Now for the topology. Let T be a subspace of XY that is not closed, yet the intersection with each closed cell is closed. Let p be a limit point of T that is not contained in T. Let p have the coordinates a and b, from X cross Y. Choose open sets in X and Y, containing a and b respectively, such that their closures are compact. Remember that these closures are covered by finitely many cells in X and Y. The product of our open sets becomes an open set Q in XY, containing p, that is covered by finitely many cells in the product space.

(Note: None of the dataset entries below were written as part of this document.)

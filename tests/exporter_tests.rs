// Copyright (c) 2025 Soumyadip Sarkar.
// All rights reserved.
//
// This source code is licensed under the license found in the
// LICENSE file in the root directory of this source tree.

use breatheclean::models::{Difficulty, Mood};
use breatheclean::{cli, commands, session::Session};
use chrono::NaiveDate;
use serde_json::Value;
use tempfile::tempdir;

fn session_with_history() -> Session {
    let mut session = Session::default();
    let cost = session.settings.daily_cost;
    for (n, d) in [(3u32, 4u32), (8, 20)] {
        for _ in 0..n {
            session.record_success();
        }
        session
            .tracker
            .record_failure_on(cost, NaiveDate::from_ymd_opt(2025, 2, d).unwrap());
    }
    session
}

fn run_export(session: &Session, what: &str, format: &str, out: &str) {
    let matches = cli::build_cli().get_matches_from([
        "breatheclean",
        "export",
        what,
        "--format",
        format,
        "--out",
        out,
    ]);
    if let Some(("export", sub)) = matches.subcommand() {
        commands::exporter::handle(session, sub).unwrap();
    } else {
        panic!("export command not parsed");
    }
}

#[test]
fn export_history_csv() {
    let session = session_with_history();
    let dir = tempdir().unwrap();
    let out = dir.path().join("history.csv");
    run_export(&session, "history", "csv", &out.to_string_lossy());

    let text = std::fs::read_to_string(&out).unwrap();
    let lines: Vec<&str> = text.lines().collect();
    assert_eq!(lines, vec!["days,ended_on", "3,2025-02-04", "8,2025-02-20"]);
}

#[test]
fn export_history_json() {
    let session = session_with_history();
    let dir = tempdir().unwrap();
    let out = dir.path().join("history.json");
    run_export(&session, "history", " JSON ", &out.to_string_lossy());

    let v: Value = serde_json::from_str(&std::fs::read_to_string(&out).unwrap()).unwrap();
    assert_eq!(v[1]["days"], 8);
    assert_eq!(v[1]["ended_on"], "2025-02-20");
}

#[test]
fn export_journal_json_keeps_fields() {
    let mut session = Session::default();
    session.draft.mood = Some(Mood::Difficult);
    session.draft.difficulty = Some(Difficulty::new(4).unwrap());
    session.draft.helped_today = "called a friend".into();
    session.journal.save_entry(&mut session.draft).unwrap();

    let dir = tempdir().unwrap();
    let out = dir.path().join("journal.json");
    run_export(&session, "journal", "json", &out.to_string_lossy());

    let v: Value = serde_json::from_str(&std::fs::read_to_string(&out).unwrap()).unwrap();
    assert_eq!(v[0]["mood"], "difficult");
    assert_eq!(v[0]["difficulty"], 4);
    assert_eq!(v[0]["helped_today"], "called a friend");
    assert_eq!(v[0]["shared"], true);
}

#[test]
fn export_rejects_unknown_format() {
    let session = session_with_history();
    let dir = tempdir().unwrap();
    let out = dir.path().join("history.xml");
    let out_s = out.to_string_lossy().to_string();
    let matches = cli::build_cli().get_matches_from([
        "breatheclean",
        "export",
        "history",
        "--format",
        "xml",
        "--out",
        out_s.as_str(),
    ]);
    let (_, sub) = matches.subcommand().unwrap();
    assert!(commands::exporter::handle(&session, sub).is_err());
    assert!(!out.exists());
}
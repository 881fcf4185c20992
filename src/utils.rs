// Copyright (c) 2025 Soumyadip Sarkar.
// All rights reserved.
//
// This source code is licensed under the license found in the
// LICENSE file in the root directory of this source tree.

use anyhow::{Context, Result, anyhow};
use chrono::NaiveDate;
use comfy_table::{Cell, Table, presets::UTF8_FULL};
use rust_decimal::Decimal;

pub fn parse_decimal(s: &str) -> Result<Decimal> {
    s.parse::<Decimal>()
        .with_context(|| format!("Invalid decimal '{}'", s))
}

pub fn fmt_money(d: &Decimal, ccy: &str) -> String {
    format!("{} {:.2}", ccy, d.round_dp(2))
}

pub fn fmt_date(d: &NaiveDate) -> String {
    d.format("%Y-%m-%d").to_string()
}

pub fn required_arg<'a>(m: &'a clap::ArgMatches, id: &str) -> Result<&'a String> {
    m.get_one::<String>(id)
        .ok_or_else(|| anyhow!("Missing required argument '--{}'", id))
}

pub fn pretty_table(headers: &[&str], rows: Vec<Vec<String>>) -> Table {
    let mut t = Table::new();
    t.load_preset(UTF8_FULL);
    t.set_header(headers.iter().map(|h| Cell::new(*h)));
    for r in rows {
        t.add_row(r.into_iter().map(Cell::new));
    }
    t
}

pub fn maybe_print_json<T: serde::Serialize>(
    json_flag: bool,
    jsonl_flag: bool,
    v: &T,
) -> Result<bool> {
    if json_flag {
        println!("{}", serde_json::to_string_pretty(v)?);
        return Ok(true);
    }
    if jsonl_flag {
        // Arrays stream one element per line.
        let val = serde_json::to_value(v)?;
        if let Some(arr) = val.as_array() {
            for item in arr {
                println!("{}", serde_json::to_string(item)?);
            }
        } else {
            println!("{}", serde_json::to_string(&val)?);
        }
        return Ok(true);
    }
    Ok(false)
}

/// Splits a shell line into words. Double or single quotes group words and
/// a backslash escapes the next character.
pub fn split_line(line: &str) -> Result<Vec<String>> {
    let mut words = Vec::new();
    let mut cur = String::new();
    let mut in_word = false;
    let mut quote: Option<char> = None;
    let mut chars = line.chars();
    while let Some(c) = chars.next() {
        match (quote, c) {
            (_, '\\') => {
                let next = chars
                    .next()
                    .ok_or_else(|| anyhow!("Trailing backslash in '{}'", line))?;
                cur.push(next);
                in_word = true;
            }
            (Some(q), c) if c == q => quote = None,
            (Some(_), c) => cur.push(c),
            (None, '"' | '\'') => {
                quote = Some(c);
                in_word = true;
            }
            (None, c) if c.is_whitespace() => {
                if in_word {
                    words.push(std::mem::take(&mut cur));
                    in_word = false;
                }
            }
            (None, c) => {
                cur.push(c);
                in_word = true;
            }
        }
    }
    if let Some(q) = quote {
        return Err(anyhow!("Unterminated {} quote in '{}'", q, line));
    }
    if in_word {
        words.push(cur);
    }
    Ok(words)
}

Let EF be the closure of one of these cells. In other words, EF is a "closed cell" in XY. Suppose p can be isolated (in an open set) away from T intersect EF. Further suppose this can be done for each EF touching Q. Take the intersection, and p is in an open set apart from T. This is a contradiction, hence there is a closed cell EF such that p is a limit point of EF∩T. Yet the intersection of T with EF is closed in EF, hence p belongs to the intersection, and p belongs to T. Thus T is closed after all. The topology is valid, and the direct product XY is a cw complex.
Select a point p, with coordinates a and b. Choose open sets about a and b, whose closures (C and D) are compact. Let Q be the product of these open sets, which is open in XY, and contains p. The closure of Q is closed, and lives in the product CD. The complement of CD is the union of two open sets, and is open, hence CD is closed. By the Tikhonov product theorem, CD is compact. A closed subset of a compact space is compact. Therefore the closure of Q is compact, and XY is locally compact.
This generalizes to the n dimensional torus, which has a natural representation as a cw complex with 2n cells.